**PROBLEM STATEMENT:**
For the word "LoggerHandle", tally the lines of the data that contain it and give the tally alone.

---

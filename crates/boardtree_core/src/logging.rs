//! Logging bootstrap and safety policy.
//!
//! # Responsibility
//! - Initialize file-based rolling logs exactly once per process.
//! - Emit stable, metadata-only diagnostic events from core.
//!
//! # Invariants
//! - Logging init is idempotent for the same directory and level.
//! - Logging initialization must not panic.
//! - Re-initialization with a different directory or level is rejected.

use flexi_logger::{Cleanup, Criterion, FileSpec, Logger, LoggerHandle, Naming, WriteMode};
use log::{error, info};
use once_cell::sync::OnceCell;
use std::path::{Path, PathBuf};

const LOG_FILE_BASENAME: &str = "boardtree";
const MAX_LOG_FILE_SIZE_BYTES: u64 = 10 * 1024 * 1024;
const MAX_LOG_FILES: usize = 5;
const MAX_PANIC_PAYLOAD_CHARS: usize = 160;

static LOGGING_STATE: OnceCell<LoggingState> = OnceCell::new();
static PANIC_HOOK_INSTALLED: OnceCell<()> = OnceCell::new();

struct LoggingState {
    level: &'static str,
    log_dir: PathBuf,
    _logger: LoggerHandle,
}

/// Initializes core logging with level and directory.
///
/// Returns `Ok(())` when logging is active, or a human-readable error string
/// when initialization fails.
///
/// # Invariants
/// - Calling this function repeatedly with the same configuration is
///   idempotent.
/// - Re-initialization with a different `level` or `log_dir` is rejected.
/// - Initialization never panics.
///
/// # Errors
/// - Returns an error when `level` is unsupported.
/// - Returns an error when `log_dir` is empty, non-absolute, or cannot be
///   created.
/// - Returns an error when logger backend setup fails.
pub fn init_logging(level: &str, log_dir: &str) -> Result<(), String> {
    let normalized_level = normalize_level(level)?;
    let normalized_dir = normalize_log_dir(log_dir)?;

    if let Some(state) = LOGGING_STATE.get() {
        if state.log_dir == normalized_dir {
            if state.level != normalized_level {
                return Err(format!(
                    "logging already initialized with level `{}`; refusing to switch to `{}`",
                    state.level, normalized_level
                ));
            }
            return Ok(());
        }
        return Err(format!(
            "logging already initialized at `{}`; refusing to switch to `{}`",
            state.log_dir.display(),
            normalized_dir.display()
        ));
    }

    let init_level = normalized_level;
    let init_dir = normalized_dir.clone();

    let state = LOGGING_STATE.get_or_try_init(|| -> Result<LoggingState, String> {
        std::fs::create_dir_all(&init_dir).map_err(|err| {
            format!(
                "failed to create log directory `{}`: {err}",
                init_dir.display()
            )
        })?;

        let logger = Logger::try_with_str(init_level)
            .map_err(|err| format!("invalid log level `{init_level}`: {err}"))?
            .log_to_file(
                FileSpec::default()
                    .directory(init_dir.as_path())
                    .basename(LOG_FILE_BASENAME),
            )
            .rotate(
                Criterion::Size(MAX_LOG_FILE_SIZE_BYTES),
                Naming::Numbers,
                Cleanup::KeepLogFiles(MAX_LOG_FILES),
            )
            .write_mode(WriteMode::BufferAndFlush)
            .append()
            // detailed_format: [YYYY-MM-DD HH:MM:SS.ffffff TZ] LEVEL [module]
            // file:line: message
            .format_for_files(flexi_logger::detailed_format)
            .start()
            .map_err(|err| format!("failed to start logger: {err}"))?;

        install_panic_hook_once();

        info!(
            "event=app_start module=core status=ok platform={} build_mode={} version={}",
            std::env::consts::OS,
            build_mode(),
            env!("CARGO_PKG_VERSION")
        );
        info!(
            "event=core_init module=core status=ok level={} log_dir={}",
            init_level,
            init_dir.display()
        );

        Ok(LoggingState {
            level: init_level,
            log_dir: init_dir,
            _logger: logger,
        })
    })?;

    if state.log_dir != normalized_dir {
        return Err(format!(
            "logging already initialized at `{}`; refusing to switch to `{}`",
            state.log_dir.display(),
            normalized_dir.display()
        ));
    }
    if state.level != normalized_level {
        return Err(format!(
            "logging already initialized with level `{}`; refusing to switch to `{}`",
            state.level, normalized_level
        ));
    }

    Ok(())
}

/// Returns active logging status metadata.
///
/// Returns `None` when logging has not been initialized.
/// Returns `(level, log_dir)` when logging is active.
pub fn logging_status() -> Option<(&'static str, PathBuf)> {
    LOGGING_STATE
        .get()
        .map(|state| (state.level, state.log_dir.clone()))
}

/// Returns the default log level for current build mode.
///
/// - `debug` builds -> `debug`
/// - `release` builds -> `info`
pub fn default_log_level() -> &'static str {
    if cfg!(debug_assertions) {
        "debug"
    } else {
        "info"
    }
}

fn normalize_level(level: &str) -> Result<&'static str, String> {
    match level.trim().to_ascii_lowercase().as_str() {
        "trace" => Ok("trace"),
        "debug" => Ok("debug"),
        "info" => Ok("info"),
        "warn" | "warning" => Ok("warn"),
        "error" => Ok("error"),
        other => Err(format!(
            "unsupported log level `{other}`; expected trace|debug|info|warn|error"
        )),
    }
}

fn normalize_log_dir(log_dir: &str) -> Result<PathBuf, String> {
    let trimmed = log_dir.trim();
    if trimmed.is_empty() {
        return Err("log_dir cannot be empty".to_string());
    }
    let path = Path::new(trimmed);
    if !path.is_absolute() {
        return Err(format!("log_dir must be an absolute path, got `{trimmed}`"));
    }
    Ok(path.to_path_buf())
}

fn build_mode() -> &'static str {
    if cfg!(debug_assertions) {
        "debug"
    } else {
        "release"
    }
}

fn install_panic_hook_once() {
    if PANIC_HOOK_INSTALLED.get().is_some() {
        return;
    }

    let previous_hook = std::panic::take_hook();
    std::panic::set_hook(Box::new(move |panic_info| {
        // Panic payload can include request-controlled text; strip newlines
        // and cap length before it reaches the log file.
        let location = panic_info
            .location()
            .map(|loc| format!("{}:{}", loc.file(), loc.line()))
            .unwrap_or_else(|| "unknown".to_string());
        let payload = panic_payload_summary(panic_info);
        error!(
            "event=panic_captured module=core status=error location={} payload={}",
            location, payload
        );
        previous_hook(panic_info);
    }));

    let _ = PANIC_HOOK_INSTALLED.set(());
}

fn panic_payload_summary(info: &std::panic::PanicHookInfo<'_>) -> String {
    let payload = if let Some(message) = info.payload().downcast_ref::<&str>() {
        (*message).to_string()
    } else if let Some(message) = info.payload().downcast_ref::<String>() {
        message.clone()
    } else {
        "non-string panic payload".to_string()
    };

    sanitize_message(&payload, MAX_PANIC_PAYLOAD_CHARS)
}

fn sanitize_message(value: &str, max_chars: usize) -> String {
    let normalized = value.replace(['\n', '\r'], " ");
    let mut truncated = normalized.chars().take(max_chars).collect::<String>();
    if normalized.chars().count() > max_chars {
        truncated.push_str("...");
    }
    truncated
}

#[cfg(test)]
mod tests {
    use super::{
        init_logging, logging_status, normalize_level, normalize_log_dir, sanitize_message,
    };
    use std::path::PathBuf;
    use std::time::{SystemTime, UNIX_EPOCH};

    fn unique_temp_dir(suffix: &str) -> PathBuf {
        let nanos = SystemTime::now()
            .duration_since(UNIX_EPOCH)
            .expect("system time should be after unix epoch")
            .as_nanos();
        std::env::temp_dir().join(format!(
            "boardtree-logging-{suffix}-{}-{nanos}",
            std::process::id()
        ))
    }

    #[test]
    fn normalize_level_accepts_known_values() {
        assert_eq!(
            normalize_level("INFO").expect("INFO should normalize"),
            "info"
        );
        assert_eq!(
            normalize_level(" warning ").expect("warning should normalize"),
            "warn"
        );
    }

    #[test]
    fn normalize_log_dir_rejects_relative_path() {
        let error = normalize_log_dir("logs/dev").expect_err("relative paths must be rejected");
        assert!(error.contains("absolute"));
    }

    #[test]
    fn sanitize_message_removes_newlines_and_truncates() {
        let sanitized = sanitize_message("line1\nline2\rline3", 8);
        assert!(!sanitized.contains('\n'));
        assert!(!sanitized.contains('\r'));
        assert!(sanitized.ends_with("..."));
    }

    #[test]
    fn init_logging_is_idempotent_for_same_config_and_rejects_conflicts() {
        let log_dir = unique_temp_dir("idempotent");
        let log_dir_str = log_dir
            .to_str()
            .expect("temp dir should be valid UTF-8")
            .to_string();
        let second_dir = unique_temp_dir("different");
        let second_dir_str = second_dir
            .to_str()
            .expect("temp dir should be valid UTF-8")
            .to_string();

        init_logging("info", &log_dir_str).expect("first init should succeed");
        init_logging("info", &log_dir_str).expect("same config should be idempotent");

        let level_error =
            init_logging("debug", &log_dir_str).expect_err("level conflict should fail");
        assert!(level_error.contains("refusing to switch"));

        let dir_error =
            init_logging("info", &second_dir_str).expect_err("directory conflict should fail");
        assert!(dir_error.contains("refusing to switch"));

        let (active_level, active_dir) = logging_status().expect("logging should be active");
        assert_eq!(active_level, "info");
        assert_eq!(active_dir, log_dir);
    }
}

---

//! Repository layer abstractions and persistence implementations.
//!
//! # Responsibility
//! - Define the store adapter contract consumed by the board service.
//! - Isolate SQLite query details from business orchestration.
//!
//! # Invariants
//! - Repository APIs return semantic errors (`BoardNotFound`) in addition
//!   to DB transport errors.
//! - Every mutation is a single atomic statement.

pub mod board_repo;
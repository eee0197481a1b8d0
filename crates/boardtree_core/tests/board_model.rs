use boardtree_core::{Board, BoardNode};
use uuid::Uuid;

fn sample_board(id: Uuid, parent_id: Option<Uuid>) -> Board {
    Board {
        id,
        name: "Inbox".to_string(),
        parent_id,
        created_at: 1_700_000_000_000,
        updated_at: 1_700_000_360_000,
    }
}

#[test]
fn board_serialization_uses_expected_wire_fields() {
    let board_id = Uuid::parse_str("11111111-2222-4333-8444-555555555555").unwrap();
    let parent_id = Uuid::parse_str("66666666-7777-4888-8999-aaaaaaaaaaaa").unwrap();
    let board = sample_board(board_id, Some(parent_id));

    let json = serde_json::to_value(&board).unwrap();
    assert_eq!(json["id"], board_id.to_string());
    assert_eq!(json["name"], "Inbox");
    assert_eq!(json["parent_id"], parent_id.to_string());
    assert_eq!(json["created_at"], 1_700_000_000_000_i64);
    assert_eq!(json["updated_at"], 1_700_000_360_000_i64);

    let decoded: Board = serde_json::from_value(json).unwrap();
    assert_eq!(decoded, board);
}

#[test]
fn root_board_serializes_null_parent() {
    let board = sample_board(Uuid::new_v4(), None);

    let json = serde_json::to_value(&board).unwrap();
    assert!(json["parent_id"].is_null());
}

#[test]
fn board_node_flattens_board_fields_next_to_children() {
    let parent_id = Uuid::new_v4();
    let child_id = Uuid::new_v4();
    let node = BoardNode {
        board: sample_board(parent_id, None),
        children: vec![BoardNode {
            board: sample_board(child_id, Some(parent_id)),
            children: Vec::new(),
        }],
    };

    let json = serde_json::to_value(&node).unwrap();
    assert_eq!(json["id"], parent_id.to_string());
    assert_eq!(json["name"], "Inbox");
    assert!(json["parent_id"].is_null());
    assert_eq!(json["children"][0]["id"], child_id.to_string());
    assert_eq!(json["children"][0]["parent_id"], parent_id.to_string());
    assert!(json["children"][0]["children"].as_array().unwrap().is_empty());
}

---

**RESULT:**
2